* [Problem description] The stretch wanted below opens at the line containing "return Err(DiscoverError::NotFound(root.to_path_buf()));" and closes at the line containing "not an error.". Please return it exactly, with no other lines.

* [Provided information]
//! Discovery of per-project `.claude/settings.local.json` files.

use std::path::{Path, PathBuf};

use tracing::{debug, warn};
use walkdir::{DirEntry, WalkDir};

/// Directory that holds Claude settings inside a project.
pub const SETTINGS_DIR: &str = ".claude";

/// File name of the per-project local settings.
pub const LOCAL_SETTINGS_FILE: &str = "settings.local.json";

/// Errors that prevent discovery from starting.
#[derive(Debug, thiserror::Error, miette::Diagnostic)]
pub enum DiscoverError {
    #[error("directory '{}' does not exist", .0.display())]
    #[diagnostic(code(discover::not_found))]
    NotFound(PathBuf),
    #[error("'{}' is not a directory", .0.display())]
    #[diagnostic(code(discover::not_a_directory))]
    NotADirectory(PathBuf),
}

/// Check that `root` exists and is a directory.
pub fn validate_root(root: &Path) -> Result<(), DiscoverError> {
    if !root.exists() {
        return Err(DiscoverError::NotFound(root.to_path_buf()));
    }
    if !root.is_dir() {
        return Err(DiscoverError::NotADirectory(root.to_path_buf()));
    }
    Ok(())
}

/// Find every `**/.claude/settings.local.json` beneath `root`, sorted by path.
///
/// Matches at any depth, including `root/.claude/settings.local.json`
/// itself. Hidden directories are traversed; symlinked directories are not,
/// so a project reachable through a link is found once and link cycles
/// cannot stall the walk. Entries that cannot be read during the walk are
/// skipped with a warning. An empty result is not an error.
pub fn find_settings_files(root: &Path) -> Result<Vec<PathBuf>, DiscoverError> {
    validate_root(root)?;
    debug!(root = %root.display(), "searching for settings files");

    let mut files = Vec::new();
    for entry in WalkDir::new(root).follow_links(false) {
        let entry = match entry {
            Ok(entry) => entry,
            Err(e) => {
                warn!(
                    path = %e.path().unwrap_or(root).display(),
                    error = %e,
                    "skipping unreadable directory entry"
                );
                continue;
            }
        };

        if !is_local_settings(&entry) {
            continue;
        }
        if is_regular_file(&entry) {
            files.push(entry.into_path());
        } else {
            debug!(path = %entry.path().display(), "skipping non-file match");
        }
    }

    files.sort();
    Ok(files)
}

/// Whether `entry` is named `settings.local.json` inside a `.claude` directory.
fn is_local_settings(entry: &DirEntry) -> bool {
    entry.file_name() == LOCAL_SETTINGS_FILE
        && entry
            .path()
            .parent()
            .and_then(Path::file_name)
            .is_some_and(|dir| dir == SETTINGS_DIR)
}

/// Regular files, and symlinks that resolve to one.
fn is_regular_file(entry: &DirEntry) -> bool {
    let file_type = entry.file_type();
    file_type.is_file() || (file_type.is_symlink() && entry.path().is_file())
}

#[cfg(test)]
mod tests {
    use super::*;
    use std::fs;
    use tempfile::tempdir;

    fn touch_settings(root: &Path, project: &str) -> PathBuf {
        let dir = root.join(project).join(SETTINGS_DIR);
        fs::create_dir_all(&dir).unwrap();
        let file = dir.join(LOCAL_SETTINGS_FILE);
        fs::write(&file, "{}").unwrap();
        file
    }

    #[test]
    fn finds_nested_files_sorted() {
        let tmp = tempdir().unwrap();
        let b = touch_settings(tmp.path(), "b");
        let a = touch_settings(tmp.path(), "a/deep/er");
        let c = touch_settings(tmp.path(), "c");

        let found = find_settings_files(tmp.path()).unwrap();
        assert_eq!(found, vec![a, b, c]);
    }

    #[test]
    fn finds_file_directly_under_root() {
        let tmp = tempdir().unwrap();
        let top = touch_settings(tmp.path(), "");

        let found = find_settings_files(tmp.path()).unwrap();
        assert_eq!(found, vec![top]);
    }

    #[test]
    fn traverses_hidden_directories() {
        let tmp = tempdir().unwrap();
        let hidden = touch_settings(tmp.path(), ".hidden/project");

        let found = find_settings_files(tmp.path()).unwrap();
        assert_eq!(found, vec![hidden]);
    }

    #[test]
    fn ignores_other_file_names() {
        let tmp = tempdir().unwrap();
        let dir = tmp.path().join("p").join(SETTINGS_DIR);
        fs::create_dir_all(&dir).unwrap();
        fs::write(dir.join("settings.json"), "{}").unwrap();
        fs::write(tmp.path().join("p").join(LOCAL_SETTINGS_FILE), "{}").unwrap();

        assert!(find_settings_files(tmp.path()).unwrap().is_empty());
    }

    #[test]
    fn ignores_directory_with_settings_name() {
        let tmp = tempdir().unwrap();
        fs::create_dir_all(tmp.path().join(SETTINGS_DIR).join(LOCAL_SETTINGS_FILE)).unwrap();

        assert!(find_settings_files(tmp.path()).unwrap().is_empty());
    }

    #[test]
    fn empty_tree_is_not_an_error() {
        let tmp = tempdir().unwrap();
        assert!(find_settings_files(tmp.path()).unwrap().is_empty());
    }

    #[cfg(unix)]
    #[test]
    fn symlinked_project_is_found_once() {
        let tmp = tempdir().unwrap();
        let real = touch_settings(tmp.path(), "real");
        std::os::unix::fs::symlink(tmp.path().join("real"), tmp.path().join("alias")).unwrap();

        assert_eq!(find_settings_files(tmp.path()).unwrap(), vec![real]);
    }

    #[cfg(unix)]
    #[test]
    fn symlink_cycles_do_not_stall_the_walk() {
        let tmp = tempdir().unwrap();
        let file = touch_settings(tmp.path(), "p");
        std::os::unix::fs::symlink(tmp.path(), tmp.path().join("p/l1")).unwrap();
        std::os::unix::fs::symlink(tmp.path(), tmp.path().join("p/l2")).unwrap();

        assert_eq!(find_settings_files(tmp.path()).unwrap(), vec![file]);
    }

    #[cfg(unix)]
    #[test]
    fn symlinked_settings_file_is_found() {
        let tmp = tempdir().unwrap();
        let target = tmp.path().join("shared.json");
        fs::write(&target, "{}").unwrap();
        let dir = tmp.path().join("p").join(SETTINGS_DIR);
        fs::create_dir_all(&dir).unwrap();
        let link = dir.join(LOCAL_SETTINGS_FILE);
        std::os::unix::fs::symlink(&target, &link).unwrap();

        assert_eq!(find_settings_files(tmp.path()).unwrap(), vec![link]);
    }

    #[cfg(target_os = "linux")]
    #[test]
    fn non_utf8_root_is_searched() {
        use std::ffi::OsStr;
        use std::os::unix::ffi::OsStrExt;

        let tmp = tempdir().unwrap();
        let root = tmp.path().join(OsStr::from_bytes(b"caf\xe9"));
        fs::create_dir_all(&root).unwrap();
        let file = touch_settings(&root, "proj");

        assert_eq!(find_settings_files(&root).unwrap(), vec![file]);
    }

    #[test]
    fn root_with_bracket_characters_is_searched() {
        let tmp = tempdir().unwrap();
        let root = tmp.path().join("weird[1]");
        fs::create_dir_all(&root).unwrap();
        let file = touch_settings(&root, "proj");

        assert_eq!(find_settings_files(&root).unwrap(), vec![file]);
    }

    #[test]
    fn missing_root_returns_not_found() {
        let tmp = tempdir().unwrap();
        let result = find_settings_files(&tmp.path().join("nope"));
        assert!(matches!(result.unwrap_err(), DiscoverError::NotFound(_)));
    }

    #[test]
    fn file_root_returns_not_a_directory() {
        let tmp = tempdir().unwrap();
        let file = tmp.path().join("plain.txt");
        fs::write(&file, "x").unwrap();

        let result = find_settings_files(&file);
        assert!(matches!(result.unwrap_err(), DiscoverError::NotADirectory(_)));
    }
}
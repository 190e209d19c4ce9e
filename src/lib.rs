pub mod discover;
pub mod domain;
pub mod extract;
pub mod merge;
pub mod settings;

pub(crate) mod cli;
pub(crate) mod logging;

use std::path::Path;
use std::process::ExitCode;

/// Run a merge: find every `.claude/settings.local.json` under `directory`,
/// union their allow lists into `output`, and print a report.
///
/// This is the binary entry point. It exists to bridge the binary crate (`main.rs`)
/// to the library without exposing `cli` internals. Not a stable integration API;
/// callers should use [`discover`], [`merge`] and [`settings`] directly.
pub fn run_merge(directory: &Path, output: &Path, verbose: bool) -> ExitCode {
    logging::init(verbose);
    cli::merge::run(&cli::merge::MergeArgs {
        directory,
        output,
        verbose,
    })
}
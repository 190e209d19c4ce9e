use std::path::Path;
use std::process::ExitCode;

use miette::IntoDiagnostic;

use crate::discover::{self, LOCAL_SETTINGS_FILE, SETTINGS_DIR};
use crate::domain::NormalizedPath;
use crate::merge::{merge_permissions, MergeReport};
use crate::settings::{OutputSettings, UpdateReport};

/// Arguments of a merge run, already parsed from the command line.
#[derive(Debug)]
pub struct MergeArgs<'a> {
    pub directory: &'a Path,
    pub output: &'a Path,
    pub verbose: bool,
}

/// Execute a merge run: discover, extract, merge, write, report.
///
/// Progress goes to stdout, diagnostics and fatal errors to stderr.
/// Exits 0 on success and on the "nothing to merge" early exits, 1 when
/// the search root is invalid or the output file cannot be updated.
pub fn run(args: &MergeArgs<'_>) -> ExitCode {
    match execute(args) {
        Ok(()) => ExitCode::SUCCESS,
        Err(report) => {
            eprintln!("{report:?}");
            ExitCode::FAILURE
        }
    }
}

fn execute(args: &MergeArgs<'_>) -> miette::Result<()> {
    let cwd = std::env::current_dir().into_diagnostic()?;
    let root = NormalizedPath::new(args.directory, &cwd).into_path_buf();
    let output = NormalizedPath::new(args.output, &cwd).into_path_buf();

    discover::validate_root(&root)?;

    let pattern = format!("{SETTINGS_DIR}/{LOCAL_SETTINGS_FILE}");
    println!("🔍 Searching for {pattern} files in: {}", root.display());
    println!("{}", "-".repeat(60));

    let files = discover::find_settings_files(&root)?;
    if files.is_empty() {
        println!("⚠️  No {pattern} files found");
        return Ok(());
    }

    println!("📁 Found {} settings file(s):", files.len());
    let merged = merge_permissions(&files, &root);
    print_sources(&merged);

    if merged.permissions.is_empty() {
        println!("\n⚠️  No permissions found to merge");
        return Ok(());
    }

    println!(
        "\n📊 Total unique permissions found: {}",
        merged.permissions.len()
    );

    if args.verbose {
        println!("\n📋 Merged permissions list:");
        for permission in merged.permissions.iter() {
            println!("  • {permission}");
        }
    }

    let settings = OutputSettings::load(&output)?;
    print_loaded(&output, &settings);
    let update = settings.merge_and_save(&merged.permissions)?;
    print_update(&output, &update);

    println!("\n📈 Summary:");
    println!("  • Files processed: {}", files.len());
    println!("  • Unique permissions: {}", merged.permissions.len());
    println!("  • Output file: {}", output.display());

    Ok(())
}

fn print_sources(merged: &MergeReport) {
    for source in &merged.sources {
        println!(
            "  📄 Found {} permissions in: {}",
            source.count, source.display_path
        );
    }
}

/// Printed before the write so the user sees what was read even if it fails.
fn print_loaded(output: &Path, settings: &OutputSettings) {
    if settings.repaired() {
        println!(
            "⚠️  Fixed JSON formatting issues (trailing commas) in: {}",
            output.display()
        );
    }
    if settings.existed() {
        println!("📖 Reading existing settings from: {}", output.display());
        if settings.existing_count() > 0 {
            println!(
                "  📋 Found {} existing allowed permissions",
                settings.existing_count()
            );
        }
    }
}

fn print_update(output: &Path, update: &UpdateReport) {
    if update.added > 0 {
        println!("\n🆕 Added {} new permissions", update.added);
    } else {
        println!("\n✔️  No new permissions to add (all already exist)");
    }

    println!("✅ Successfully updated settings in: {}", output.display());
    println!("   Total unique permissions: {}", update.total);
}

* [Output of the exercise]
        return Err(DiscoverError::NotFound(root.to_path_buf()));
    }
    if !root.is_dir() {
        return Err(DiscoverError::NotADirectory(root.to_path_buf()));
    }
    Ok(())
}

/// Find every `**/.claude/settings.local.json` beneath `root`, sorted by path.
///
/// Matches at any depth, including `root/.claude/settings.local.json`
/// itself. Hidden directories are traversed; symlinked directories are not,
/// so a project reachable through a link is found once and link cycles
/// cannot stall the walk. Entries that cannot be read during the walk are
/// skipped with a warning. An empty result is not an error.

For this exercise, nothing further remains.